2) conflitos, resistências e movimentos sociais – como se dão as intervenções no debate público, a mobilização e a incidência política nestes contextos? Os espaços públicos de negociação com o poder público são institucionalizados (ex. conselhos, grupos de gestão) ou não? Estes, quando existentes, tem servido para mediar os conflitos ou não? Qual o papel da pesquisa advocacy e suas estratégias de capacitação, formação e comunicação neste contexto?

As experiências estão em andamento no âmbito da pesquisa “Estratégias e instrumentos de planejamento e regulação urbanística voltados a implementação do direito à moradia e à cidade no Brasil – avanços e bloqueios”, realizada no Rio de Janeiro (IPPUR/UFRJ) e em Fortaleza (LEHAB/UFC) pelos respectivos núcleos da rede Observatório das Metrópoles e em São Paulo pelo LabCidade (FAUUSP), com apoio da Fundação Ford e bolsistas do CNPq e FAPESP.

Quando se coloca como desafio a reflexão acerca da questão do espaço, do planejamento e da insurgência sociopolítica no contexto urbano-regional, trata-se de uma provocação a um pensamento propositivo, tendo em vista a necessidade de construção de alternativas e novas oportunidades e possibilidades de organização socioespacial no país.

Exposição: O movimento pelo Direito à cidade e as conquistas e desafios frente ao novo Plano Diretor Estratégico de São Paulo

Expositora: Paula Freire Santoro (USP); Júlia Borrelli (USP)
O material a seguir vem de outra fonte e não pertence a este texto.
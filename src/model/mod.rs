//! Trained regression model backends and the on-disk artifact bundle.

mod artifact;
mod linear;
mod onnx;

pub use artifact::{
    ArtifactPaths, FeatureImportance, MetadataFormat, ModelArtifact, ModelMetadata, ModelMetrics,
    ScalingConstants, CALIBRATION, ENCODER_CANDIDATES, METADATA_CANDIDATES, MODEL_CANDIDATES,
};
pub use linear::LinearRegressor;
pub use onnx::OnnxRegressor;

use thiserror::Error;

#[derive(Debug, Error)]
pub enum ModelError {
    #[error("onnx runtime: {0}")]
    Onnx(#[from] ort::Error),
    #[error("input shape: {0}")]
    Shape(#[from] ndarray::ShapeError),
    #[error("expected {expected} features, got {actual}")]
    FeatureCount { expected: usize, actual: usize },
    #[error("model produced no output")]
    EmptyOutput,
    #[error("io: {0}")]
    Io(#[from] std::io::Error),
    #[error("model definition: {0}")]
    Definition(#[from] serde_json::Error),
}

/// Single-row regression inference. Implementations hold no per-call state
/// and are shared read-only across threads.
pub trait Regressor: Send + Sync {
    fn predict(&self, features: &[f64]) -> Result<f64, ModelError>;

    /// Short backend label for health reports and logs.
    fn backend(&self) -> &'static str;
}
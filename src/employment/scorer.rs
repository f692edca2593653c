//! Composite employment score: length (0–40) + sector stability (0–60) +
//! income consistency (0–20), banded into a risk tier.

use super::classifier::JobCategory;
use super::EmploymentError;
use crate::risk::RiskLevel;
use serde::{Deserialize, Serialize};

pub const DEFAULT_LENGTH_SCORE: f64 = 15.0;
pub const DEFAULT_INCOME_SCORE: f64 = 10.0;
const STABILITY_WEIGHT: f64 = 0.6;

/// Sector stability on a 0–100 scale.
pub fn category_stability(category: JobCategory) -> f64 {
    match category {
        JobCategory::GovernmentWorker => 85.0,
        JobCategory::BankingFinance => 80.0,
        JobCategory::Healthcare => 80.0,
        JobCategory::Legal => 75.0,
        JobCategory::Education => 75.0,
        JobCategory::InformationTechnology => 70.0,
        JobCategory::Telecommunications => 70.0,
        JobCategory::Engineering => 70.0,
        JobCategory::ManagementExecutive => 70.0,
        JobCategory::MiningOilGas => 65.0,
        JobCategory::ReligiousNgo => 55.0,
        JobCategory::SalesMarketing => 50.0,
        JobCategory::Manufacturing => 50.0,
        JobCategory::SecurityServices => 45.0,
        JobCategory::TradingCommerce => 45.0,
        JobCategory::TransportLogistics => 40.0,
        JobCategory::SkilledTrades => 40.0,
        JobCategory::Hospitality => 40.0,
        JobCategory::OtherServices => 40.0,
        JobCategory::Agriculture => 35.0,
        JobCategory::Construction => 35.0,
        JobCategory::CreativeMedia => 35.0,
        JobCategory::InformalSelfEmployed => 30.0,
        JobCategory::DomesticServices => 20.0,
        JobCategory::Unknown => 15.0,
    }
}

/// Expected monthly income range in GHS, inclusive.
#[derive(Debug, Clone, Copy, PartialEq, Serialize, Deserialize)]
pub struct IncomeRange {
    pub min: f64,
    pub max: f64,
}

pub fn expected_monthly_income(category: JobCategory) -> IncomeRange {
    let (min, max) = match category {
        JobCategory::GovernmentWorker => (2500.0, 8000.0),
        JobCategory::BankingFinance => (3000.0, 15000.0),
        JobCategory::Healthcare => (3000.0, 12000.0),
        JobCategory::Legal => (4000.0, 20000.0),
        JobCategory::Education => (2000.0, 6000.0),
        JobCategory::InformationTechnology => (3500.0, 15000.0),
        JobCategory::Telecommunications => (3000.0, 10000.0),
        JobCategory::MiningOilGas => (3500.0, 15000.0),
        JobCategory::Engineering => (3500.0, 12000.0),
        JobCategory::ManagementExecutive => (5000.0, 25000.0),
        JobCategory::SalesMarketing => (1500.0, 6000.0),
        JobCategory::SecurityServices => (1000.0, 3000.0),
        JobCategory::TransportLogistics => (1200.0, 4000.0),
        JobCategory::Agriculture => (800.0, 4000.0),
        JobCategory::Manufacturing => (1200.0, 4000.0),
        JobCategory::Construction => (1000.0, 4000.0),
        JobCategory::SkilledTrades => (1000.0, 4500.0),
        JobCategory::Hospitality => (1000.0, 3500.0),
        JobCategory::CreativeMedia => (1500.0, 8000.0),
        JobCategory::ReligiousNgo => (1500.0, 5000.0),
        JobCategory::DomesticServices => (600.0, 1500.0),
        JobCategory::TradingCommerce => (1000.0, 8000.0),
        JobCategory::InformalSelfEmployed => (600.0, 3000.0),
        JobCategory::OtherServices => (1000.0, 5000.0),
        JobCategory::Unknown => (1000.0, 5000.0),
    };
    IncomeRange { min, max }
}

#[derive(Debug, Clone, PartialEq, Serialize, Deserialize)]
pub struct EmploymentScore {
    pub job_category: JobCategory,
    pub employment_length_score: f64,
    pub job_stability_score: f64,
    pub income_consistency_score: f64,
    pub total_score: f64,
    /// Raw sector stability, 0–100.
    pub category_stability: f64,
    pub risk_tier: RiskLevel,
}

#[derive(Debug, Clone, Copy, Default)]
pub struct EmploymentScorer;

impl EmploymentScorer {
    pub fn new() -> Self {
        Self
    }

    pub fn score(
        &self,
        emp_length: &str,
        category: JobCategory,
        annual_income: Option<f64>,
    ) -> Result<EmploymentScore, EmploymentError> {
        let length = length_score(emp_length);
        let stability = category_stability(category);
        let stability_sub = stability * STABILITY_WEIGHT;
        let income = income_score(category, annual_income)?;
        let total = length + stability_sub + income;

        Ok(EmploymentScore {
            job_category: category,
            employment_length_score: length,
            job_stability_score: stability_sub,
            income_consistency_score: income,
            total_score: total,
            category_stability: stability,
            risk_tier: risk_tier(total),
        })
    }
}

/// Piecewise 0–40 mapping of free-text tenure. "< 1 year" style input scores
/// 5, "10+ years" scores 40, text without a digit token scores 15.
pub fn length_score(emp_length: &str) -> f64 {
    let text = emp_length.trim().to_lowercase();
    if text.contains('<') || text.contains("less than") {
        return 5.0;
    }
    let Some(years) = first_integer(&text) else {
        return DEFAULT_LENGTH_SCORE;
    };
    match years {
        10.. => 40.0,
        7..=9 => 35.0,
        5..=6 => 30.0,
        3..=4 => 25.0,
        2 => 20.0,
        1 => 10.0,
        0 => 5.0,
    }
}

fn first_integer(text: &str) -> Option<u32> {
    let digits: String = text
        .chars()
        .skip_while(|c| !c.is_ascii_digit())
        .take_while(|c| c.is_ascii_digit())
        .collect();
    if digits.is_empty() {
        return None;
    }
    // Absurdly long digit runs saturate rather than fail.
    Some(digits.parse::<u32>().unwrap_or(u32::MAX))
}

fn income_score(category: JobCategory, annual_income: Option<f64>) -> Result<f64, EmploymentError> {
    let Some(annual) = annual_income else {
        return Ok(DEFAULT_INCOME_SCORE);
    };
    if !annual.is_finite() || annual < 0.0 {
        return Err(EmploymentError::InvalidIncome(annual));
    }
    let monthly = annual / 12.0;
    let range = expected_monthly_income(category);
    let score = if monthly > range.max {
        18.0
    } else if monthly >= range.min {
        20.0
    } else if monthly >= range.min * 0.8 {
        15.0
    } else if monthly >= range.min * 0.6 {
        10.0
    } else {
        5.0
    };
    Ok(score)
}

pub fn risk_tier(total_score: f64) -> RiskLevel {
    if total_score >= 90.0 {
        RiskLevel::VeryLow
    } else if total_score >= 75.0 {
        RiskLevel::Low
    } else if total_score >= 60.0 {
        RiskLevel::Medium
    } else if total_score >= 45.0 {
        RiskLevel::High
    } else {
        RiskLevel::VeryHigh
    }
}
Resumo: Ao longo do processo de revisão participativo do Plano Diretor Estratégico de São Paulo, que durou cerca de 18 meses, diversos movimentos sociais e ativistas se reuniram no Movimento pelo Direito à Cidade no Plano Diretor de São Paulo, com o objetivo de avaliar o que vinha sendo proposto e formular contribuições conjuntas questionando e enfrentando as propostas que obstruíam a garantia ao direito à cidade e à moradia, expressas na arena política. Nesta sessão livre serão abordadas as resistências frente ao estabelecimento de uma grande Macroárea, que corresponde a 15% da área do município, para a qual se pretende transformar através da elaboração de planos e projetos urbanos, superando as regras que normalmente são pensadas lote-a-lote, mas ao mesmo tempo flexibilizando parâmetros urbanísticos, permitindo processos de gestão dos serviços e desapropriação pelo privado, estimulando a formação de fundos de investimento imobiliário e parcerias público-privadas através de diferentes instrumentos e que obedecem uma lógica onde a rentabilidade da financeirização ganha espaço e ameaça a garantia dos direitos. Serão Projetos de Intervenção Urbana – PIUs, combinados com outros instrumentos urbanísticos, como Operações Urbanas Consorciadas, Concessão Urbanística, Áreas de Intervenção Urbana. Outro desafio foi, por um lado, ampliar a reserva de terras para urbanização ou construção de novas unidades de habitação de interesse social – HIS; por outro, obter recursos e terras para HIS a partir do desenvolvimento urbano, com recursos carimbados sobre os fundos de desenvolvimento urbano ou mesmo a partir da aprovação de grandes empreendimentos.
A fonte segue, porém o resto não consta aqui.